> **What is needed**:
Return every line from the records below with the string "Send".

[Collected data entries]
//! A [`Flowable`] as a `futures::Stream`.
//!
//! ```rust
//! use futures::{executor::block_on, StreamExt};
//! use rxflow::prelude::*;
//!
//! let values: Vec<_> = block_on(flowable::range(1, 3).into_stream().collect());
//! assert_eq!(values, vec![Ok(1), Ok(2), Ok(3)]);
//! ```

use std::{
  collections::VecDeque,
  pin::Pin,
  sync::Arc,
  task::{Context, Poll},
};

use futures::{stream::FusedStream, task::AtomicWaker, Stream};
use parking_lot::Mutex;

use crate::{
  config,
  error::Error,
  flowable::Flowable,
  subscriber::Subscriber,
  subscription::{SubscriptionSlot, Upstream, UNBOUNDED},
};

struct StreamState<T> {
  queue: VecDeque<T>,
  terminal: Option<Result<(), Error>>,
}

struct Shared<T> {
  state: Mutex<StreamState<T>>,
  waker: AtomicWaker,
  upstream: SubscriptionSlot,
}

/// Yields `Ok` for every value and `Err` once for an error, then ends.
/// Dropping the stream cancels the subscription.
pub struct FlowableStream<T> {
  shared: Arc<Shared<T>>,
  limit: usize,
  consumed: usize,
  finished: bool,
}

impl<T: Send + 'static> FlowableStream<T> {
  /// Subscribes right away and prefetches `prefetch` values.
  pub fn new<F: Flowable<Item = T>>(source: F, prefetch: usize) -> Self {
    let shared = Arc::new(Shared {
      state: Mutex::new(StreamState { queue: VecDeque::new(), terminal: None }),
      waker: AtomicWaker::new(),
      upstream: SubscriptionSlot::default(),
    });
    let initial = if prefetch == usize::MAX { UNBOUNDED } else { prefetch as u64 };
    source.subscribe_actual(StreamSubscriber { shared: shared.clone(), initial });
    let limit = config::replenish_limit(prefetch);
    FlowableStream { shared, limit, consumed: 0, finished: false }
  }

  fn poll_item(&mut self) -> Option<Option<Result<T, Error>>> {
    let mut state = self.shared.state.lock();
    if let Some(value) = state.queue.pop_front() {
      drop(state);
      self.consumed += 1;
      if self.consumed == self.limit {
        self.consumed = 0;
        self.shared.upstream.request(self.limit as u64);
      }
      return Some(Some(Ok(value)));
    }
    let terminal = state.terminal.take()?;
    self.finished = true;
    Some(terminal.err().map(Err))
  }
}

impl<T: Send + 'static> Stream for FlowableStream<T> {
  type Item = Result<T, Error>;

  fn poll_next(self: Pin<&mut Self>, cx: &mut Context<'_>) -> Poll<Option<Self::Item>> {
    let this = self.get_mut();
    if this.finished {
      return Poll::Ready(None);
    }
    if let Some(item) = this.poll_item() {
      return Poll::Ready(item);
    }
    this.shared.waker.register(cx.waker());
    // A signal may have landed between the check and the registration.
    match this.poll_item() {
      Some(item) => Poll::Ready(item),
      None => Poll::Pending,
    }
  }
}

impl<T: Send + 'static> FusedStream for FlowableStream<T> {
  fn is_terminated(&self) -> bool { self.finished }
}

impl<T> Drop for FlowableStream<T> {
  fn drop(&mut self) {
    if !self.finished {
      self.shared.upstream.cancel();
    }
  }
}

struct StreamSubscriber<T> {
  shared: Arc<Shared<T>>,
  initial: u64,
}

impl<T> StreamSubscriber<T> {
  fn signal(&self, f: impl FnOnce(&mut StreamState<T>)) {
    f(&mut self.shared.state.lock());
    self.shared.waker.wake();
  }
}

impl<T: Send + 'static> Subscriber<T> for StreamSubscriber<T> {
  fn on_subscribe(&mut self, upstream: Upstream<T>) {
    if self.shared.upstream.set_once(upstream.into_shared()) {
      self.shared.upstream.request(self.initial);
    }
  }

  fn on_next(&mut self, value: T) { self.signal(|s| s.queue.push_back(value)) }

  fn on_error(self, err: Error) {
    self.shared.upstream.release();
    self.signal(|s| s.terminal = Some(Err(err)))
  }

  fn on_complete(self) {
    self.shared.upstream.release();
    self.signal(|s| s.terminal = Some(Ok(())))
  }
}

#[cfg(test)]
mod tests {
  use std::sync::{
    atomic::{AtomicBool, Ordering},
    Arc,
  };

  use futures::StreamExt;

  use crate::prelude::*;

  #[tokio::test]
  async fn yields_values_then_ends() {
    let values: Vec<_> = flowable::range(1, 300).into_stream().collect().await;
    assert_eq!(values.len(), 300);
    assert_eq!(values[299], Ok(300));
  }

  #[tokio::test]
  async fn error_is_yielded_once() {
    let mut stream =
      flowable::just(1).concat_with(flowable::error(Error::msg("x"))).into_stream();
    assert_eq!(stream.next().await, Some(Ok(1)));
    assert_eq!(stream.next().await, Some(Err(Error::msg("x"))));
    assert_eq!(stream.next().await, None);
  }

  #[cfg(feature = "futures-scheduler")]
  #[tokio::test]
  async fn values_from_another_thread_wake_the_task() {
    let scheduler = ThreadPoolScheduler::new().unwrap();
    let stream = flowable::timer(Duration::from_millis(10), scheduler).into_stream();
    let values: Vec<_> = stream.collect().await;
    assert_eq!(values, vec![Ok(0)]);
  }

  #[test]
  fn dropping_the_stream_cancels() {
    let cancelled = Arc::new(AtomicBool::new(false));
    let c = cancelled.clone();
    let stream = flowable::never::<i32>()
      .do_on_cancel(move || c.store(true, Ordering::SeqCst))
      .into_stream();
    drop(stream);
    assert!(cancelled.load(Ordering::SeqCst));
  }
}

> **Task result**:
impl<T: Send + 'static> FlowableStream<T> {
impl<T: Send + 'static> Stream for FlowableStream<T> {
impl<T: Send + 'static> FusedStream for FlowableStream<T> {
impl<T: Send + 'static> Subscriber<T> for StreamSubscriber<T> {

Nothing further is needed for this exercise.